# 1. Introduction

We have the following data (examples are taken from the description on the coursera.forum):
1.	List of movies (their names);  
Example: `movies = ["Parasite", "1917", "Ford v Ferrari", "Jojo Rabbit", "Joker"]`;  
The number of films will be denoted as $N$.


2.	List of similarities between movies (pairs of movies that are similar);  
Example: `similarities = [["Parasite", "1917"], ["Parasite", "Jojo Rabbit"], ["Joker", "Ford v Ferrari"]]`;  
The number of similar pairs of movies will be denoted as $E$ (the number of graph edges).  


3.	List of user's friends and for each friend a list of movies that he has already seen.  
Example: `friends = [["Joker"], ["Joker", "1917"], ["Joker"], ["Parasite"], ["1917"], ["Jojo Rabbit", "Joker"]]`;  
The number of friends will be denoted as $M$.  


We can imagine films and their similarity as a graph, in which films (movie names) are the vertices of the graph, and the similarity of films is the edges of the graph. Accordingly, a pair of similar films will be connected by an edge. Since the similarities of the films are considered equivalent by the problem statement, all nonzero edges of the graph have the same weight. The similarity of films can be considered a genre: action, horror, fantasy, drama, melodrama (not from my friends list), comedy, etc.

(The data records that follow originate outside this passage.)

//! Dashboard pipeline: selection, projection and summaries for one request.
//!
//! A failing series never aborts the dashboard: `InsufficientData` and
//! `DegenerateInput` are recorded as skipped entries and the remaining
//! series are still projected. Only an empty selection fails the whole run,
//! and callers are expected to treat that as "nothing to show".

use log::{debug, info, warn};
use rayon::prelude::*;
use serde::{Deserialize, Serialize};
use thiserror::Error;

use trendcast_core::domain::{Dataset, ProjectionParams, ProjectionResult, Series};
use trendcast_core::error::TrendError;
use trendcast_core::holdout::{evaluate_holdout, HoldoutConfig, HoldoutReport};
use trendcast_core::projector::project_with;
use trendcast_core::selector::{all_groups, resolve, SelectionMode};
use trendcast_core::stats::{year_over_year, PeriodChange, SeriesSummary};

use crate::config::DashboardConfig;

/// Errors that stop a dashboard run.
#[derive(Debug, Error)]
pub enum PipelineError {
    #[error("selection resolved to no series")]
    EmptySelection,
}

/// What to show on one dashboard.
#[derive(Debug, Clone, PartialEq, Serialize, Deserialize)]
pub struct DashboardRequest {
    pub mode: SelectionMode,
    /// Ranking period for top/bottom modes; latest period when `None`.
    pub ranking_period: Option<i32>,
    pub params: ProjectionParams,
    pub parallel: bool,
    /// Run the hold-out diagnostic per projected series.
    pub holdout: Option<HoldoutConfig>,
}

impl DashboardRequest {
    pub fn new(mode: SelectionMode, params: ProjectionParams) -> Self {
        Self {
            mode,
            ranking_period: None,
            params,
            parallel: true,
            holdout: None,
        }
    }

    pub fn with_ranking_period(mut self, period: Option<i32>) -> Self {
        self.ranking_period = period;
        self
    }

    /// Enables or disables parallel projection.
    pub fn with_parallelism(mut self, parallel: bool) -> Self {
        self.parallel = parallel;
        self
    }

    pub fn with_holdout(mut self, holdout: Option<HoldoutConfig>) -> Self {
        self.holdout = holdout;
        self
    }
}

/// Result of projecting one selected series.
#[derive(Debug, Clone, PartialEq, Serialize, Deserialize)]
#[serde(tag = "status", rename_all = "snake_case")]
pub enum SeriesOutcome {
    Projected(ProjectionResult),
    Skipped { reason: TrendError },
}

#[derive(Debug, Clone, PartialEq, Serialize, Deserialize)]
pub struct ProjectionEntry {
    pub series: String,
    pub outcome: SeriesOutcome,
}

/// Per-series outcomes in selection order.
#[derive(Debug, Clone, Default, PartialEq, Serialize, Deserialize)]
pub struct ProjectionSet {
    pub entries: Vec<ProjectionEntry>,
}

impl ProjectionSet {
    pub fn len(&self) -> usize {
        self.entries.len()
    }

    pub fn is_empty(&self) -> bool {
        self.entries.is_empty()
    }

    pub fn get(&self, series: &str) -> Option<&SeriesOutcome> {
        self.entries
            .iter()
            .find(|e| e.series == series)
            .map(|e| &e.outcome)
    }

    pub fn projected(&self) -> impl Iterator<Item = &ProjectionResult> {
        self.entries.iter().filter_map(|e| match &e.outcome {
            SeriesOutcome::Projected(result) => Some(result),
            SeriesOutcome::Skipped { .. } => None,
        })
    }

    pub fn skipped(&self) -> impl Iterator<Item = (&str, &TrendError)> {
        self.entries.iter().filter_map(|e| match &e.outcome {
            SeriesOutcome::Skipped { reason } => Some((e.series.as_str(), reason)),
            SeriesOutcome::Projected(_) => None,
        })
    }
}

/// Year-over-year changes for one series.
#[derive(Debug, Clone, PartialEq, Serialize, Deserialize)]
pub struct SeriesChanges {
    pub series: String,
    pub changes: Vec<PeriodChange>,
}

/// Everything a renderer needs for one dashboard.
#[derive(Debug, Clone, PartialEq, Serialize, Deserialize)]
pub struct DashboardReport {
    pub dashboard: String,
    pub title: String,
    pub unit: String,
    pub mode: SelectionMode,
    /// Period used for ranking; only set for top/bottom modes.
    pub ranking_period: Option<i32>,
    /// Observed series to chart. For aggregate-all this is every group plus
    /// the aggregate; otherwise the selected series.
    pub history: Vec<Series>,
    pub projections: ProjectionSet,
    pub summaries: Vec<SeriesSummary>,
    pub changes: Vec<SeriesChanges>,
    pub holdout: Vec<HoldoutReport>,
}

impl DashboardReport {
    /// Number of series carrying a projection.
    pub fn projected_count(&self) -> usize {
        self.projections.projected().count()
    }
}

/// Run one dashboard request against `dataset`.
pub fn run_dashboard(
    dataset: &Dataset,
    config: &DashboardConfig,
    request: &DashboardRequest,
) -> Result<DashboardReport, PipelineError> {
    let columns = config.selector_columns();
    // resolve has no failure mode other than an empty selection
    let selected = resolve(dataset, &columns, &request.mode, request.ranking_period)
        .map_err(|_| PipelineError::EmptySelection)?;
    info!(
        "{}: {} series selected ({:?})",
        config.name,
        selected.len(),
        request.mode
    );

    let ranking_period = match request.mode {
        SelectionMode::TopN(_) | SelectionMode::BottomN(_) => {
            request.ranking_period.or_else(|| dataset.latest_period())
        }
        SelectionMode::Explicit(_) | SelectionMode::AggregateAll => None,
    };

    let outcomes: Vec<Result<ProjectionResult, TrendError>> = if request.parallel {
        selected
            .par_iter()
            .map(|s| project_with(s, &request.params))
            .collect()
    } else {
        selected
            .iter()
            .map(|s| project_with(s, &request.params))
            .collect()
    };

    let mut entries = Vec::with_capacity(selected.len());
    for (series, outcome) in selected.iter().zip(outcomes) {
        let outcome = match outcome {
            Ok(result) => SeriesOutcome::Projected(result),
            Err(reason) => {
                warn!("{}: skipping '{}': {reason}", config.name, series.name());
                SeriesOutcome::Skipped { reason }
            }
        };
        entries.push(ProjectionEntry {
            series: series.name().to_string(),
            outcome,
        });
    }
    let projections = ProjectionSet { entries };

    let summaries = selected.iter().filter_map(SeriesSummary::of).collect();
    let changes = selected
        .iter()
        .filter(|s| !s.is_empty())
        .map(|s| SeriesChanges {
            series: s.name().to_string(),
            changes: year_over_year(s),
        })
        .collect();

    let holdout = match &request.holdout {
        Some(holdout_config) => selected
            .iter()
            .filter(|s| matches!(projections.get(s.name()), Some(SeriesOutcome::Projected(_))))
            .filter_map(|s| match evaluate_holdout(s, holdout_config) {
                Ok(report) => Some(report),
                Err(e) => {
                    debug!("holdout skipped for '{}': {e}", s.name());
                    None
                }
            })
            .collect(),
        None => Vec::new(),
    };

    let history = match request.mode {
        SelectionMode::AggregateAll => {
            let mut groups = all_groups(dataset, &columns);
            groups.extend(selected);
            groups
        }
        _ => selected,
    };

    info!(
        "{}: {} projected, {} skipped",
        config.name,
        projections.projected().count(),
        projections.skipped().count()
    );

    Ok(DashboardReport {
        dashboard: config.name.clone(),
        title: config.title.clone(),
        unit: config.unit.clone(),
        mode: request.mode.clone(),
        ranking_period,
        history,
        projections,
        summaries,
        changes,
        holdout,
    })
}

By the condition of the problem, we have no requirements for the fully connected components of the graph, i.e. one film can be similar to different films that are no similar each other. Or, in other words, one film can belong to several genres (for example, action movie with elements of melodrama).

Let's also assume that there are no duplicated films in the lists, there are no symmetrical pairs of similar films (i.e., each pair of similar films is counted 1 time up to symmetry), and there are no duplicated films in the friends list either.

In order to recommend one film with the highest discussability and uniqueness, we will use the algorithm described below.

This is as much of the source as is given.